__TO DO__. Take from the data every line in which the word "memory" is found.

[Saved data entries]
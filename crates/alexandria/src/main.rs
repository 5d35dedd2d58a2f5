// Copyright 2023-Present Datadog, Inc. https://www.datadoghq.com/
// SPDX-License-Identifier: Apache-2.0

#![cfg_attr(not(test), deny(clippy::panic))]
#![cfg_attr(not(test), deny(clippy::unwrap_used))]
#![cfg_attr(not(test), deny(clippy::expect_used))]
#![cfg_attr(not(test), deny(clippy::todo))]
#![cfg_attr(not(test), deny(clippy::unimplemented))]

use std::process::ExitCode;
use std::sync::Arc;

use alexandria_intake::{create_object_store, BlobCommitter, IntakeConfig, IntakeServer};
use anyhow::Context;
use tracing::{debug, error, info};
use tracing_subscriber::EnvFilter;

#[tokio::main]
pub async fn main() -> ExitCode {
    let config = match IntakeConfig::from_env() {
        Ok(config) => config,
        Err(e) => {
            eprintln!("alexandria: {e}");
            return ExitCode::FAILURE;
        }
    };

    let env_filter = format!("h2=off,hyper=off,rustls=off,{}", config.log_level);
    let subscriber = match EnvFilter::try_new(env_filter) {
        Ok(filter) => tracing_subscriber::fmt::Subscriber::builder()
            .with_env_filter(filter)
            .with_level(true)
            .with_thread_names(false)
            .with_thread_ids(false)
            .with_line_number(false)
            .with_file(false)
            .with_target(true)
            .finish(),
        Err(e) => {
            eprintln!("alexandria: could not parse log level in configuration: {e}");
            return ExitCode::FAILURE;
        }
    };
    if let Err(e) = tracing::subscriber::set_global_default(subscriber) {
        eprintln!("alexandria: setting default subscriber failed: {e}");
        return ExitCode::FAILURE;
    }

    debug!("Logging subsystem enabled");

    match run(config).await {
        Ok(()) => ExitCode::SUCCESS,
        Err(e) => {
            error!("{e:#}");
            ExitCode::FAILURE
        }
    }
}

async fn run(config: IntakeConfig) -> anyhow::Result<()> {
    let store = create_object_store(&config.storage).context("can't set up blob storage")?;
    info!(backend = config.storage.backend_name(), "blob storage ready");

    let mut committer = BlobCommitter::new(store);
    if !config.storage.supports_attributes() {
        committer = committer.without_content_type();
    }

    let intake = IntakeServer::new(config, Arc::new(committer))
        .start()
        .await
        .context("can't start intake server")?;

    wait_for_shutdown_signal().await?;

    intake
        .shutdown()
        .await
        .context("intake did not shut down cleanly")
}

#[cfg(unix)]
async fn wait_for_shutdown_signal() -> anyhow::Result<()> {
    use tokio::signal::unix::{signal, SignalKind};

    let mut terminate =
        signal(SignalKind::terminate()).context("can't install SIGTERM handler")?;
    tokio::select! {
        res = tokio::signal::ctrl_c() => res.context("can't listen for ctrl-c")?,
        _ = terminate.recv() => {}
    }
    info!("Received shutdown signal");
    Ok(())
}

#[cfg(not(unix))]
async fn wait_for_shutdown_signal() -> anyhow::Result<()> {
    tokio::signal::ctrl_c()
        .await
        .context("can't listen for ctrl-c")?;
    info!("Received shutdown signal");
    Ok(())
}
// Copyright 2023-Present Datadog, Inc. https://www.datadoghq.com/
// SPDX-License-Identifier: Apache-2.0

use crate::accumulator::BatchConfig;
use crate::category::CategoryRegistry;
use crate::error::ConfigError;
use crate::intake::DEFAULT_MAX_BODY_BYTES;
use crate::storage::{StorageConfig, DEFAULT_BUCKET};
use std::env;
use std::net::SocketAddr;
use std::path::PathBuf;
use std::time::Duration;

pub const DEFAULT_BIND_ADDR: ([u8; 4], u16) = ([0, 0, 0, 0], 8989);
pub const DEFAULT_SHUTDOWN_GRACE: Duration = Duration::from_secs(30);

/// Configuration for the intake server
#[derive(Debug, Clone)]
pub struct IntakeConfig {
    /// Address the HTTP listener binds to
    pub bind_addr: SocketAddr,
    /// Categories uploads may target
    pub categories: CategoryRegistry,
    /// Release and backpressure settings, shared by every category
    pub batch: BatchConfig,
    /// Largest accepted upload body
    pub max_body_bytes: usize,
    /// Where committed batches go
    pub storage: StorageConfig,
    /// How long shutdown waits for connections and queued commits
    pub shutdown_grace: Duration,
    /// Log level (e.g., trace, debug, info, warn, error)
    pub log_level: String,
}

impl Default for IntakeConfig {
    fn default() -> Self {
        Self {
            bind_addr: SocketAddr::from(DEFAULT_BIND_ADDR),
            categories: CategoryRegistry::default(),
            batch: BatchConfig::default(),
            max_body_bytes: DEFAULT_MAX_BODY_BYTES,
            storage: StorageConfig::default(),
            shutdown_grace: DEFAULT_SHUTDOWN_GRACE,
            log_level: "info".to_string(),
        }
    }
}

fn env_parse<T: std::str::FromStr>(name: &str) -> Result<Option<T>, ConfigError> {
    match env::var(name) {
        Ok(val) => val
            .trim()
            .parse::<T>()
            .map(Some)
            .map_err(|_| ConfigError::Invalid(format!("{name} has invalid value '{val}'"))),
        Err(_) => Ok(None),
    }
}

impl IntakeConfig {
    /// Create configuration from environment variables
    pub fn from_env() -> Result<Self, ConfigError> {
        let mut config = Self::default();

        if let Some(addr) = env_parse::<SocketAddr>("ALEXANDRIA_BIND")? {
            config.bind_addr = addr;
        }
        if let Ok(categories) = env::var("ALEXANDRIA_CATEGORIES") {
            config.categories = CategoryRegistry::new(categories.split(','));
        }
        if let Some(secs) = env_parse::<u64>("ALEXANDRIA_BATCH_DELAY_SECS")? {
            config.batch.delay_threshold = Duration::from_secs(secs);
        }
        if let Some(bytes) = env_parse::<usize>("ALEXANDRIA_BATCH_BYTE_THRESHOLD")? {
            config.batch.byte_threshold = bytes;
        }
        if let Some(bytes) = env_parse::<usize>("ALEXANDRIA_BUFFERED_BYTE_LIMIT")? {
            config.batch.buffered_byte_limit = bytes;
        }
        if let Some(secs) = env_parse::<u64>("ALEXANDRIA_COMMIT_TIMEOUT_SECS")? {
            config.batch.commit_timeout = Duration::from_secs(secs);
        }
        if let Some(bytes) = env_parse::<usize>("ALEXANDRIA_MAX_BODY_BYTES")? {
            config.max_body_bytes = bytes;
        }
        if let Some(secs) = env_parse::<u64>("ALEXANDRIA_SHUTDOWN_GRACE_SECS")? {
            config.shutdown_grace = Duration::from_secs(secs);
        }
        config.storage = storage_from_env()?;
        config.log_level = env::var("ALEXANDRIA_LOG_LEVEL")
            .map(|val| val.trim().to_lowercase())
            .unwrap_or_else(|_| "info".to_string());

        config.validate()?;
        Ok(config)
    }

    pub fn validate(&self) -> Result<(), ConfigError> {
        if self.categories.is_empty() {
            return Err(ConfigError::Invalid(
                "at least one category is required".to_string(),
            ));
        }
        if self.batch.delay_threshold.is_zero() {
            return Err(ConfigError::Invalid(
                "batch delay must be greater than 0".to_string(),
            ));
        }
        if self.batch.commit_timeout.is_zero() {
            return Err(ConfigError::Invalid(
                "commit timeout must be greater than 0".to_string(),
            ));
        }
        if self.batch.buffered_byte_limit == 0
            || u32::try_from(self.batch.buffered_byte_limit).is_err()
        {
            return Err(ConfigError::Invalid(format!(
                "buffered byte limit must be between 1 and {}",
                u32::MAX
            )));
        }
        if self.max_body_bytes == 0 {
            return Err(ConfigError::Invalid(
                "max body size must be greater than 0".to_string(),
            ));
        }
        if self.max_body_bytes > self.batch.buffered_byte_limit {
            return Err(ConfigError::Invalid(
                "max body size cannot exceed the buffered byte limit".to_string(),
            ));
        }
        match &self.storage {
            StorageConfig::S3 { bucket, .. } if bucket.trim().is_empty() => {
                return Err(ConfigError::Invalid("bucket cannot be empty".to_string()));
            }
            StorageConfig::Local { path } if path.as_os_str().is_empty() => {
                return Err(ConfigError::Invalid(
                    "local storage path cannot be empty".to_string(),
                ));
            }
            _ => {}
        }

        let valid_log_levels = ["trace", "debug", "info", "warn", "error"];
        if !valid_log_levels.contains(&self.log_level.as_str()) {
            return Err(ConfigError::Invalid(format!(
                "Invalid log level '{}'. Must be one of: trace, debug, info, warn, error",
                self.log_level
            )));
        }
        Ok(())
    }
}

fn storage_from_env() -> Result<StorageConfig, ConfigError> {
    let backend = env::var("ALEXANDRIA_STORAGE")
        .map(|val| val.trim().to_lowercase())
        .unwrap_or_else(|_| "s3".to_string());
    match backend.as_str() {
        "s3" => Ok(StorageConfig::S3 {
            bucket: env::var("ALEXANDRIA_BUCKET").unwrap_or_else(|_| DEFAULT_BUCKET.to_string()),
            region: env::var("AWS_REGION").ok(),
        }),
        "local" => {
            let path = env::var("ALEXANDRIA_STORAGE_PATH").map_err(|_| {
                ConfigError::Invalid(
                    "ALEXANDRIA_STORAGE_PATH is required for local storage".to_string(),
                )
            })?;
            Ok(StorageConfig::Local {
                path: PathBuf::from(path),
            })
        }
        "memory" => Ok(StorageConfig::InMemory),
        other => Err(ConfigError::Invalid(format!(
            "Unknown storage backend '{other}'. Must be one of: s3, local, memory"
        ))),
    }
}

__COMPLETED EXERCISE__.
        "memory" => Ok(StorageConfig::InMemory),
            "Unknown storage backend '{other}'. Must be one of: s3, local, memory"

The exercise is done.